Further, Subrahmanyam claims that European professionals have contributed to these drawing the one where Gouz is shown to dedicate the work to Cardinal Capponi, whereas other drawings are the contribution of one or more Indian artists (Bernardini 2004). Highly curious about Hindu mythology, Gouz possibly gathered information regarding the Hindu pantheon — such as Ram, Lakshman, Sita, Krishna, Durga, Hanuman, Mahadeva, Parvati, Ganesh, Glacmi/Gliacmi (Goddess of earth or Lakshmi) and others (Gouz, 1653, p. 142) — from his interaction with the audience during his visit, which, however, lacked authenticity and were sometimes miscoded. Subrahmanyam believes that due to considerable deterioration of the figures in their passage from Indian artist/s to the eventual engravings that led to the distortion of many details and, hence, many attributes are mistakenly presented (Subrahmanyam, 2010). Concerning his paintings he said “the painting being to discourse what the original is to the painting. I believe I would satisfy the reader more with some figures of Mogol costume than by a descriptions I could make of them” (Gouz, 1653). Gouz had accepted some information on a superficial level, without any analysis, and probably wanted to get a wider European audience and recognition in the academic circle.
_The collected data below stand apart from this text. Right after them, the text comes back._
//! Symbol table.
//!
//! An append-only interning store: the first sighting of a lexeme creates
//! an entry, every later sighting of the identical text reuses it. Tokens
//! and parse-tree leaves hold [`SymId`] handles into the table, so repeated
//! lexemes share storage and equality is an index comparison.
//!
//! Entries are immutable after creation. The table never removes anything;
//! it lives for one compilation and is handed to the downstream consumer
//! together with the token stream.

use rustc_hash::FxHashMap;

use opalc_util::{define_idx, IndexVec};

use crate::token::TokenKind;

define_idx! {
    /// Handle to a symbol-table entry.
    pub struct SymId;
}

/// Numeric value attached to literal entries.
#[derive(Clone, Copy, Debug, PartialEq)]
pub enum NumValue {
    /// Value of an integer literal.
    Int(i64),
    /// Value of a real literal.
    Real(f64),
}

/// One interned lexeme with its classification.
#[derive(Clone, Debug)]
pub struct SymEntry {
    /// The exact source text of the lexeme.
    pub lexeme: String,
    /// Token kind assigned at first sighting.
    pub kind: TokenKind,
    /// Parsed value for `TK_NUM` / `TK_RNUM` entries.
    pub value: Option<NumValue>,
}

/// Append-only interning store mapping lexemes to shared entries.
#[derive(Debug, Default)]
pub struct SymbolTable {
    entries: IndexVec<SymId, SymEntry>,
    // Hash index over the entries; replaces the linear scan the
    // append-only layout would otherwise require.
    index: FxHashMap<Box<str>, SymId>,
}

impl SymbolTable {
    /// Empty table.
    pub fn new() -> Self {
        Self::default()
    }

    /// Entry id for `lexeme`, if it has been interned.
    pub fn lookup(&self, lexeme: &str) -> Option<SymId> {
        self.index.get(lexeme).copied()
    }

    /// Intern `lexeme`, reusing any existing entry with identical text
    /// verbatim; otherwise append a fresh entry.
    pub fn intern(&mut self, lexeme: &str, kind: TokenKind, value: Option<NumValue>) -> SymId {
        if let Some(id) = self.lookup(lexeme) {
            return id;
        }
        let id = self.entries.push(SymEntry {
            lexeme: lexeme.to_owned(),
            kind,
            value,
        });
        self.index.insert(lexeme.into(), id);
        id
    }

    /// Entry behind a handle.
    ///
    /// # Panics
    ///
    /// Panics if `id` did not come from this table.
    pub fn entry(&self, id: SymId) -> &SymEntry {
        &self.entries[id]
    }

    /// Lexeme behind a handle.
    pub fn lexeme(&self, id: SymId) -> &str {
        &self.entries[id].lexeme
    }

    /// Number of distinct entries.
    pub fn len(&self) -> usize {
        self.entries.len()
    }

    /// True before the first intern.
    pub fn is_empty(&self) -> bool {
        self.entries.is_empty()
    }

    /// Iterate entries in insertion order.
    pub fn iter(&self) -> impl Iterator<Item = (SymId, &SymEntry)> {
        self.entries.iter_enumerated()
    }
}

use std::fs;
use std::path::{Path, PathBuf};

use thunderstorm_automator::fiji;
use thunderstorm_automator::platform::Platform;


/// What the stand-in Fiji launcher does when run.
#[derive(Debug, Clone, Copy)]
pub enum Behavior {
	/// writes the results table (and reconstruction, if the macro asks for one) and exits cleanly
	Analyze,
	/// writes an empty results file and exits cleanly
	EmptyResults,
	/// exits cleanly without writing anything
	Silent,
	/// complains on stderr and exits with the code
	Fail(i32),
	/// never finishes on its own
	Hang
}

impl Behavior {

	pub fn script(&self) -> String {

		let body = match self {

			Behavior::Analyze => r#"
results=$(sed -n 's/.*filepath=\([^ ]*\) .*/\1/p' "$macro")
if [ -n "$results" ]; then
	printf 'id,frame,x [nm],y [nm]\n1,1,10.0,20.0\n2,1,30.5,40.5\n3,2,50.0,60.0\n' > "$results"
fi
image=$(sed -n 's/.*saveAs("Tiff", "\(.*\)");/\1/p' "$macro")
if [ -n "$image" ]; then
	printf 'II*\000' > "$image"
fi
echo "Fiji is working!"
exit 0
"#.to_string(),

			Behavior::EmptyResults => r#"
results=$(sed -n 's/.*filepath=\([^ ]*\) .*/\1/p' "$macro")
: > "$results"
echo "analysis completed"
exit 0
"#.to_string(),

			Behavior::Silent => "exit 0\n".to_string(),

			Behavior::Fail(code) => format!("echo \"fake fiji failed\" >&2\nexit {}\n", code),

			Behavior::Hang => "exec sleep 30\n".to_string()
		};

		format!("#!/bin/sh\nfor arg; do macro=\"$arg\"; done\necho \"fake fiji: $*\"\n{}", body)
	}
}


pub fn write_launcher(path: impl AsRef<Path>, behavior: Behavior) {

	let path = path.as_ref();
	if let Some(parent) = path.parent() {
		fs::create_dir_all(parent)
			.expect(&format!("Failed to create dir: {}", parent.to_string_lossy()));
	}
	fs::write(path, behavior.script())
		.expect(&format!("Failed to write launcher: {}", path.to_string_lossy()));

	#[cfg(unix)]
	{
		use std::os::unix::fs::PermissionsExt;
		fs::set_permissions(path, fs::Permissions::from_mode(0o755))
			.expect(&format!("Failed to chmod launcher: {}", path.to_string_lossy()));
	}
}


/// Lays out `<dir>/Fiji.app` with a launcher and an empty plugins folder, returns the launcher path.
pub fn install(dir: impl AsRef<Path>, behavior: Behavior) -> PathBuf {
	let app_dir = dir.as_ref().join(fiji::APP_DIR);
	fs::create_dir_all(app_dir.join(fiji::PLUGINS_DIR))
		.expect("Failed to create plugins dir");
	let exe = fiji::executable_in(&app_dir, Platform::current());
	write_launcher(&exe, behavior);
	exe
}

pub mod logging;
pub mod error;
pub mod platform;
pub mod config;
pub mod files;
pub mod download;
pub mod archive;
pub mod process;
pub mod image;
pub mod script;
pub mod params;
pub mod fiji;
pub mod installer;
pub mod automator;
pub mod commands;


pub const VERSION: &'static str = env!("CARGO_PKG_VERSION");

use assert_cmd::assert::Assert;
use assert_cmd::Command;


const BIN_NAME: &'static str = "thunderstorm-automator";


pub fn cmd() -> Command {
	Command::cargo_bin(BIN_NAME)
		.unwrap()
}


pub trait AssertExt {
	fn print_stdout(self) -> Self;
	fn print_stderr(self) -> Self;
}

impl AssertExt for Assert {

	fn print_stdout(self) -> Self {
		println!("STDOUT:\n{}", String::from_utf8_lossy(&self.get_output().stdout));
		self
	}

	fn print_stderr(self) -> Self {
		println!("STDERR:\n{}", String::from_utf8_lossy(&self.get_output().stderr));
		self
	}
}
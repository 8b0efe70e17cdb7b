
use std::fmt;
use std::fs;
use std::io::{self, BufRead, Write};
use std::path::{Path, PathBuf};
use std::str::FromStr;

use anyhow::{bail, Context, Result};
use serde_json::Value;
use tracing::{info, warn};

use crate::archive;
use crate::config::Config;
use crate::download;
use crate::error::SetupError;
use crate::fiji;
use crate::files;
use crate::logging::ResultExt;
use crate::platform::Platform;


/// What to do when something is already installed where we want to install.
#[derive(Debug, Clone, Copy, PartialEq, Eq)]
pub enum OnConflict {
	/// ask on the terminal
	Prompt,
	/// remove the existing files and install again
	Overwrite,
	/// leave the existing files alone and carry on
	Keep,
	/// stop the installation
	Abort
}

impl FromStr for OnConflict {

	type Err = anyhow::Error;

	fn from_str(s: &str) -> Result<Self,Self::Err> {
		match s.trim().to_lowercase().as_str() {
			"prompt" => Ok(OnConflict::Prompt),
			"overwrite" => Ok(OnConflict::Overwrite),
			"keep" => Ok(OnConflict::Keep),
			"abort" => Ok(OnConflict::Abort),
			other => bail!("Unrecognized conflict mode: {}, try one of: prompt, overwrite, keep, abort", other)
		}
	}
}

impl fmt::Display for OnConflict {
	fn fmt(&self, f: &mut fmt::Formatter<'_>) -> fmt::Result {
		f.write_str(match self {
			OnConflict::Prompt => "prompt",
			OnConflict::Overwrite => "overwrite",
			OnConflict::Keep => "keep",
			OnConflict::Abort => "abort"
		})
	}
}


#[derive(Debug, Clone, PartialEq, Eq)]
pub struct ReleaseAsset {
	pub name: String,
	pub download_url: String
}


/// Reads the assets out of a release listing: `{"assets": [{"name": ..., "browser_download_url": ...}]}`
pub fn parse_release_assets(release: &Value) -> Result<Vec<ReleaseAsset>> {

	let assets = release.get("assets")
		.context("Missing assets")?
		.as_array()
		.context("assets was not a list")?;

	assets.iter()
		.map(|asset| {
			let name = asset.get("name")
				.context("Missing asset name")?
				.as_str()
				.context("asset name was not a string")?;
			let download_url = asset.get("browser_download_url")
				.context("Missing asset browser_download_url")?
				.as_str()
				.context("asset browser_download_url was not a string")?;
			Ok(ReleaseAsset {
				name: name.to_string(),
				download_url: download_url.to_string()
			})
		})
		.collect()
}


/// Case-insensitive substring match that also ignores `_`, `-` and spaces,
/// so `thunderstorm` matches `Thunder_STORM.jar`.
pub fn name_matches(name: &str, filter: &str) -> bool {
	fn normalize(s: &str) -> String {
		s.chars()
			.filter(|c| !matches!(c, '_' | '-' | ' '))
			.flat_map(char::to_lowercase)
			.collect()
	}
	normalize(name).contains(&normalize(filter))
}


/// Picks the first asset with the extension whose name matches the filter.
pub fn select_asset<'a>(assets: &'a [ReleaseAsset], extension: &str, filter: &str) -> Option<&'a ReleaseAsset> {
	let extension = extension.to_lowercase();
	assets.iter()
		.find(|asset| {
			asset.name.to_lowercase().ends_with(&extension)
				&& name_matches(&asset.name, filter)
		})
}


/// Downloads and installs Fiji and the ThunderSTORM plugin into a folder.
pub struct Installer<'c> {
	config: &'c Config,
	platform: Platform,
	install_dir: PathBuf,
	app_dir: PathBuf,
	plugins_dir: PathBuf,
	on_conflict: OnConflict
}

impl<'c> Installer<'c> {

	/// Installs into the given folder, or the platform default from the config.
	pub fn new(config: &'c Config, install_dir: Option<PathBuf>) -> Self {

		let install_dir = install_dir
			.unwrap_or_else(|| config.default_install_dir());
		let app_dir = install_dir.join(fiji::APP_DIR);
		let plugins_dir = app_dir.join(fiji::PLUGINS_DIR);

		let on_conflict = config.get_str("setup.on_conflict")
			.map(|mode| {
				mode.parse::<OnConflict>()
					.context("Bad setup.on_conflict config value, will prompt instead")
					.warn_err()
					.unwrap_or(OnConflict::Prompt)
			})
			.unwrap_or(OnConflict::Prompt);

		Self {
			config,
			platform: config.platform(),
			install_dir,
			app_dir,
			plugins_dir,
			on_conflict
		}
	}

	pub fn with_on_conflict(mut self, on_conflict: OnConflict) -> Self {
		self.on_conflict = on_conflict;
		self
	}

	pub fn install_dir(&self) -> &Path {
		&self.install_dir
	}

	pub fn app_dir(&self) -> &Path {
		&self.app_dir
	}

	pub fn plugins_dir(&self) -> &Path {
		&self.plugins_dir
	}

	pub fn on_conflict(&self) -> OnConflict {
		self.on_conflict
	}

	pub fn executable(&self) -> PathBuf {
		fiji::executable_in(&self.app_dir, self.platform)
	}

	/// Checks the install folder is writable.
	/// A folder that doesn't exist yet is judged by the closest existing folder above it,
	/// since that's where it would get created.
	pub fn check_permissions(&self) -> bool {
		match files::nearest_existing_ancestor(&self.install_dir) {
			Some(dir) => files::check_permissions(dir),
			None => false
		}
	}

	/// Runs every step in order, stopping at the first failure. Nothing is rolled back.
	pub fn setup_all(&self) -> Result<(),SetupError> {

		info!("Fiji and ThunderSTORM setup");
		info!("Platform: {}", self.platform);
		info!("Installation folder: {}", self.install_dir.to_string_lossy());

		if !self.check_permissions() {
			return Err(SetupError::PermissionDenied(self.install_dir.clone()));
		}

		fs::create_dir_all(&self.install_dir)
			.map_err(|source| SetupError::CreateDir {
				path: self.install_dir.clone(),
				source
			})?;

		self.install_fiji()?;
		self.install_plugin()?;
		self.verify_installation()?;

		info!("Setup completed successfully");
		info!("Fiji installed at: {}", self.app_dir.to_string_lossy());
		info!("ThunderSTORM plugin installed in: {}", self.plugins_dir.to_string_lossy());

		Ok(())
	}

	pub fn install_fiji(&self) -> Result<(),SetupError> {

		info!("Setting up Fiji for {} ...", self.platform);

		if self.app_dir.exists() {
			info!("Fiji already exists at {}", self.app_dir.to_string_lossy());
			if !self.resolve_conflict(&self.app_dir)? {
				return Ok(());
			}
			info!("Removing existing Fiji installation ...");
			fs::remove_dir_all(&self.app_dir)
				.map_err(|source| SetupError::RemoveExisting {
					path: self.app_dir.clone(),
					source
				})?;
		}

		let url = self.config.fiji_url()
			.ok_or(SetupError::UnsupportedPlatform(self.platform))?;

		// stage the download in a temporary folder that cleans itself up
		let staging = tempfile::TempDir::new()
			.map_err(|source| SetupError::CreateDir {
				path: std::env::temp_dir(),
				source
			})?;
		let archive_path = staging.path().join(archive_name(url, self.platform));

		if !download::download(url, &archive_path, "Fiji") {
			return Err(SetupError::Download {
				what: "Fiji".to_string(),
				url: url.to_string()
			});
		}

		if !archive::extract(&archive_path, &self.install_dir, "Fiji") {
			return Err(SetupError::Extract(archive_path));
		}

		if !self.app_dir.is_dir() {
			return Err(SetupError::MissingAfterExtract(self.app_dir.clone()));
		}
		info!("Fiji installed successfully at {}", self.app_dir.to_string_lossy());

		if self.platform.is_unix() {
			let exe = self.executable();
			if exe.exists() {
				files::make_executable(&exe)
					.warn_err()
					.ok();
			}
		}

		Ok(())
	}

	/// Looks up the plugin jar in the latest release listing.
	pub fn plugin_release(&self) -> Result<ReleaseAsset,SetupError> {

		let api_url = self.config.plugin_api_url()
			.ok_or_else(|| SetupError::ReleaseLookup("no release API URL configured".to_string()))?;
		let extension = self.config.plugin_asset_extension();
		let filter = self.config.plugin_asset_filter();

		let assets = download::fetch_json(api_url)
			.and_then(|release| parse_release_assets(&release))
			.map_err(|e| SetupError::ReleaseLookup(format!("{:#}", e)))?;

		select_asset(&assets, extension, filter)
			.cloned()
			.ok_or_else(|| SetupError::PluginAssetNotFound {
				filter: filter.to_string(),
				extension: extension.to_string()
			})
	}

	/// the plugin jars already in the plugins folder
	pub fn installed_plugins(&self) -> Vec<PathBuf> {
		let extension = self.config.plugin_asset_extension();
		let filter = self.config.plugin_asset_filter();
		files::find_files(&self.plugins_dir, &format!("*{}", extension))
			.into_iter()
			.filter(|path| {
				path.file_name()
					.map(|name| name_matches(&name.to_string_lossy(), filter))
					.unwrap_or(false)
			})
			.collect()
	}

	pub fn install_plugin(&self) -> Result<(),SetupError> {

		info!("Installing ThunderSTORM plugin ...");

		fs::create_dir_all(&self.plugins_dir)
			.map_err(|source| SetupError::CreateDir {
				path: self.plugins_dir.clone(),
				source
			})?;

		let asset = self.plugin_release()?;

		let existing = self.installed_plugins();
		if let Some(first) = existing.first() {
			info!("ThunderSTORM plugin already exists: {}", first.to_string_lossy());
			if !self.resolve_conflict(first)? {
				return Ok(());
			}
			for jar in &existing {
				fs::remove_file(jar)
					.map_err(|source| SetupError::RemoveExisting {
						path: jar.clone(),
						source
					})?;
			}
		}

		// the name came off the network, so keep only the file name part
		let jar_name = Path::new(&asset.name)
			.file_name()
			.map(|n| n.to_os_string())
			.ok_or_else(|| SetupError::ReleaseLookup(format!("bad asset name: {}", asset.name)))?;
		let jar_path = self.plugins_dir.join(jar_name);

		if !download::download(&asset.download_url, &jar_path, "ThunderSTORM plugin") {
			return Err(SetupError::Download {
				what: "ThunderSTORM plugin".to_string(),
				url: asset.download_url
			});
		}

		info!("ThunderSTORM plugin installed at {}", jar_path.to_string_lossy());
		Ok(())
	}

	pub fn verify_installation(&self) -> Result<(),SetupError> {

		info!("Verifying installation ...");

		if !self.app_dir.is_dir() {
			return Err(SetupError::Verification(format!("Fiji folder not found: {}", self.app_dir.to_string_lossy())));
		}

		let exe = self.executable();
		if !exe.exists() {
			return Err(SetupError::Verification(format!("Fiji executable not found: {}", exe.to_string_lossy())));
		}
		info!("Fiji executable found at {}", exe.to_string_lossy());

		let plugins = self.installed_plugins();
		let Some(plugin) = plugins.first()
			else { return Err(SetupError::Verification("ThunderSTORM plugin not found".to_string())); };
		info!("ThunderSTORM plugin found: {}", plugin.to_string_lossy());

		if !fiji::smoke_test(&exe, self.config.smoke_test_timeout()) {
			return Err(SetupError::Verification("Fiji failed to run a test macro".to_string()));
		}

		Ok(())
	}

	/// Returns true if the existing files should be replaced, false if they should be kept.
	fn resolve_conflict(&self, existing: &Path) -> Result<bool,SetupError> {
		match self.on_conflict {
			OnConflict::Overwrite => Ok(true),
			OnConflict::Keep => {
				info!("Keeping existing installation");
				Ok(false)
			}
			OnConflict::Abort => Err(SetupError::Aborted(existing.to_path_buf())),
			OnConflict::Prompt => Ok(confirm("Do you want to reinstall? (y/N): "))
		}
	}
}


/// Asks a yes/no question on the terminal. Anything but yes, including no terminal at all, is no.
fn confirm(question: &str) -> bool {

	print!("{}", question);
	io::stdout().flush().ok();

	let mut answer = String::new();
	match io::stdin().lock().read_line(&mut answer) {
		Ok(0) | Err(_) => false,
		Ok(_) => matches!(answer.trim().to_lowercase().as_str(), "y" | "yes")
	}
}


/// Names the staged archive after the last URL segment, so extraction sees the real extension.
fn archive_name(url: &str, platform: Platform) -> String {
	url.rsplit('/')
		.next()
		.map(|segment| segment.split(['?', '#']).next().unwrap_or(""))
		.filter(|name| !name.is_empty())
		.map(String::from)
		.unwrap_or_else(|| {
			warn!("Can't tell the archive name from {}, assuming zip", url);
			format!("fiji-{}.zip", platform)
		})
}
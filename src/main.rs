
use std::path::PathBuf;
use std::process::ExitCode;

use anyhow::{bail, Result};
use gumdrop::Options;

use thunderstorm_automator::commands;
use thunderstorm_automator::config::Config;
use thunderstorm_automator::logging::{self, ResultExt};
use thunderstorm_automator::platform::Platform;
use thunderstorm_automator::VERSION;


#[derive(Options)]
struct Args {

	/// print help message
	#[options()]
	help: bool,

	/// print version
	#[options()]
	version: bool,

	/// settings for log output
	#[options(default = "thunderstorm_automator=info")]
	log: String,

	/// JSON file with configuration overrides
	#[options(parse(try_from_str))]
	config: Option<PathBuf>,

	#[options(command)]
	cmd: Option<Command>
}

#[derive(Options)]
enum Command {

	/// Show the effective configuration
	Config(commands::config::Args),

	/// Download and install Fiji with the ThunderSTORM plugin
	Setup(commands::setup::Args),

	/// Check Fiji can be found and can run a macro
	Check(commands::check::Args),

	/// Describe an image file
	Info(commands::info::Args),

	/// Run a ThunderSTORM analysis on a TIFF stack
	Analyze(commands::analyze::Args),

	/// Write a synthetic TIFF stack for trying out the pipeline
	MakeStack(commands::make_stack::Args)
}


fn main() -> ExitCode {

	let args = Args::parse_args_default_or_exit();

	if args.version {
		println!("thunderstorm-automator version {}", VERSION);
		return ExitCode::SUCCESS;
	}

	// init logging
	let Ok(_) = logging::init(&args.log)
		.log_err()
		else { return ExitCode::FAILURE; };

	let Ok(_) = run(args)
		.log_err()
		else { return ExitCode::FAILURE; };

	ExitCode::SUCCESS
}


#[tracing::instrument(skip_all, level = 5, name = "ThunderstormAutomator")]
fn run(args: Args) -> Result<()> {

	let Some(cmd) = args.cmd
		else { bail!("No command, try one of:\n{}", Args::command_list().unwrap_or_default()); };

	let config = Config::load(Platform::current(), args.config.as_deref());

	match cmd {
		Command::Config(cmd_args) => commands::config::run(&config, cmd_args),
		Command::Setup(cmd_args) => commands::setup::run(&config, cmd_args),
		Command::Check(cmd_args) => commands::check::run(&config, cmd_args),
		Command::Info(cmd_args) => commands::info::run(cmd_args),
		Command::Analyze(cmd_args) => commands::analyze::run(&config, cmd_args),
		Command::MakeStack(cmd_args) => commands::make_stack::run(cmd_args)
	}
}
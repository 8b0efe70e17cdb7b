
use std::path::PathBuf;

use anyhow::{bail, Result};
use gumdrop::Options;
use tracing::info;

use crate::image;


#[derive(Options)]
pub struct Args {

	#[options(help_flag)]
	help: bool,

	/// frame width in pixels
	#[options(default = "64")]
	width: u32,

	/// frame height in pixels
	#[options(no_short, default = "64")]
	height: u32,

	/// number of frames
	#[options(default = "20")]
	frames: usize,

	/// where to write the stack
	#[options(free, required, parse(try_from_str))]
	path: PathBuf
}


pub fn run(args: Args) -> Result<()> {

	if args.width == 0 || args.height == 0 || args.frames == 0 {
		bail!("The stack needs at least one frame of at least 1x1 pixels");
	}

	image::write_test_stack(&args.path, args.width, args.height, args.frames)?;
	info!("Wrote {}x{} stack of {} frames to: {}", args.width, args.height, args.frames, args.path.to_string_lossy());

	Ok(())
}
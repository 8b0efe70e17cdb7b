
mod util;


use galvanic_assert::{assert_that, matchers::*};
use indoc::indoc;
use predicates::prelude::*;
use serde_json::Value;

use crate::util::cmd::{cmd, AssertExt};
use crate::util::work_dir::WorkDir;


#[test]
fn help() {
	cmd()
		.arg("--help")
		.assert()
		.print_stdout()
		.success()
		.stdout(predicate::str::contains("analyze"))
		.stdout(predicate::str::contains("make-stack"));
}


#[test]
fn version() {
	cmd()
		.arg("--version")
		.assert()
		.print_stdout()
		.success()
		.stdout(predicate::str::contains(format!("thunderstorm-automator version {}", env!("CARGO_PKG_VERSION"))));
}


#[test]
fn no_command() {
	cmd()
		.assert()
		.print_stdout()
		.failure()
		.stdout(predicate::str::contains("No command"));
}


#[test]
fn show_config() {
	cmd()
		.arg("config")
		.assert()
		.print_stdout()
		.print_stderr()
		.success()
		.stdout(predicate::str::contains("Platform:"))
		.stdout(predicate::str::contains("\"github_api_url\""))
		.stdout(predicate::str::contains("Overrides: (none)"));
}


#[test]
fn config_overrides_and_save() {
	let dir = WorkDir::new();
	let overrides = dir.file("overrides.json");
	overrides.write(indoc! { r#"
		{ "analysis": { "timeout": 77 } }
	"# });
	let saved = dir.file("saved.json");

	cmd()
		.arg("--config").arg(overrides.path())
		.arg("config")
		.arg("--save").arg(saved.path())
		.assert()
		.print_stdout()
		.print_stderr()
		.success()
		.stdout(predicate::str::contains("\"timeout\": 77"));

	let json = serde_json::from_str::<Value>(&saved.read())
		.expect("saved config isn't JSON");
	assert_that!(&json["analysis"]["timeout"].as_u64(), eq(Some(77)));
	assert_that!(&json["thunderstorm"]["default_parameters"]["sigma"].as_f64(), eq(Some(1.6)));
}


#[test]
fn broken_config_file_is_not_fatal() {
	let dir = WorkDir::new();
	let overrides = dir.file("broken.json");
	overrides.write("{ nope");

	cmd()
		.arg("--config").arg(overrides.path())
		.arg("config")
		.assert()
		.print_stdout()
		.success()
		.stdout(predicate::str::contains("\"timeout\": 300"));
}


#[test]
fn make_stack_and_info() {
	let dir = WorkDir::new();
	let stack = dir.path().join("stack.tif");

	cmd()
		.arg("make-stack")
		.arg("--width").arg("20")
		.arg("--height").arg("10")
		.arg("--frames").arg("3")
		.arg(&stack)
		.assert()
		.print_stdout()
		.print_stderr()
		.success();

	cmd()
		.arg("info")
		.arg(&stack)
		.assert()
		.print_stdout()
		.success()
		.stdout(predicate::str::contains("Valid TIFF: true"))
		.stdout(predicate::str::contains("Dimensions: 20x10"))
		.stdout(predicate::str::contains("Frames:     3"));
}


#[test]
fn info_missing() {
	let dir = WorkDir::new();
	cmd()
		.arg("info")
		.arg(dir.path().join("missing.tif"))
		.assert()
		.print_stdout()
		.failure()
		.stdout(predicate::str::contains("File not found"));
}


#[test]
fn check_missing_fiji() {
	let dir = WorkDir::new();
	cmd()
		.arg("check")
		.arg("--fiji").arg(dir.path().join("ImageJ-linux64"))
		.assert()
		.print_stdout()
		.failure()
		.stdout(predicate::str::contains("Fiji executable not found"));
}


#[test]
fn bad_param() {
	let dir = WorkDir::new();
	cmd()
		.arg("analyze")
		.arg("--param").arg("no_equals_sign")
		.arg(dir.path().join("in.tif"))
		.arg(dir.path().join("out"))
		.assert()
		.print_stdout()
		.print_stderr()
		.failure();
}


#[cfg(unix)]
mod with_fiji {

	use super::*;

	use crate::util::fake_fiji::{self, Behavior};


	#[test]
	fn check() {
		let dir = WorkDir::new();
		let exe = fake_fiji::install(dir.path(), Behavior::Analyze);
		cmd()
			.arg("check")
			.arg("--fiji").arg(&exe)
			.assert()
			.print_stdout()
			.success()
			.stdout(predicate::str::contains("Fiji is ready"));
	}


	#[test]
	fn analyze() {
		let dir = WorkDir::new();
		let exe = fake_fiji::install(dir.path(), Behavior::Analyze);
		let stack = dir.path().join("stack.tif");
		let out = dir.path().join("out");

		cmd()
			.arg("make-stack")
			.arg(&stack)
			.assert()
			.success();

		cmd()
			.arg("analyze")
			.arg("--fiji").arg(&exe)
			.arg("--param").arg("pixel_size=65.0")
			.arg("--param").arg("create_reconstructed_image=false")
			.arg(&stack)
			.arg(&out)
			.assert()
			.print_stdout()
			.print_stderr()
			.success()
			.stdout(predicate::str::contains("3 localizations"));

		let script = dir.file("out/thunderstorm_macro.ijm").read();
		assert_that!(&script.contains("camera.pixelsize=65.0"), eq(true));
		assert_that!(&script.contains("Visualization"), eq(false));
		assert_that!(&dir.file("out/results.csv").exists(), eq(true));
	}


	#[test]
	fn analyze_fails() {
		let dir = WorkDir::new();
		let exe = fake_fiji::install(dir.path(), Behavior::Fail(2));
		let stack = dir.path().join("stack.tif");

		cmd()
			.arg("make-stack")
			.arg(&stack)
			.assert()
			.success();

		cmd()
			.arg("analyze")
			.arg("--fiji").arg(&exe)
			.arg(&stack)
			.arg(dir.path().join("out"))
			.assert()
			.print_stdout()
			.failure()
			.stdout(predicate::str::contains("exited with code 2"));
	}


	#[test]
	fn analyze_times_out() {
		let dir = WorkDir::new();
		let exe = fake_fiji::install(dir.path(), Behavior::Hang);
		let stack = dir.path().join("stack.tif");

		cmd()
			.arg("make-stack")
			.arg(&stack)
			.assert()
			.success();

		cmd()
			.arg("analyze")
			.arg("--fiji").arg(&exe)
			.arg("--timeout").arg("1")
			.arg(&stack)
			.arg(dir.path().join("out"))
			.assert()
			.print_stdout()
			.failure()
			.stdout(predicate::str::contains("timed out"));
	}
}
Gouz started with the description of Ram, who, according to him, was the first and supreme among all but lived the life of a normal human being. He gifted the Hindus the sacred law which was carried down the generations from father to son for 120,000 years (Gouz, 1653). The year of Ram’s appearance, as Gouz claimed, seems to be a grave error or may be based on fables. He further criticized the principle of idol worship and remarked that many idolaters were unaware of the existence of the Supreme God (Becherini, 2017) and legislator (Gouz, 1653). He believed Hindus were known as Ramji — followers of Ram — who would chant ‘Ram Ram Ram meaning God God God’ (Gouz, 1653) when praying to their deities in their temples (Gouz, 1653). He depicted Ram as an avatar (incarnation) of Shiv, but in Valmiki’s version of the Ramayana, as also Kampan’s, he is represented as the avatar of Vishnu. However, the Thai version of the Ramayana, Ramakriti, shows him as a subordinate to Shiv (Ramanujan, 1991). Further, he stated that Hindus derived their rights, beliefs and customs from Ram.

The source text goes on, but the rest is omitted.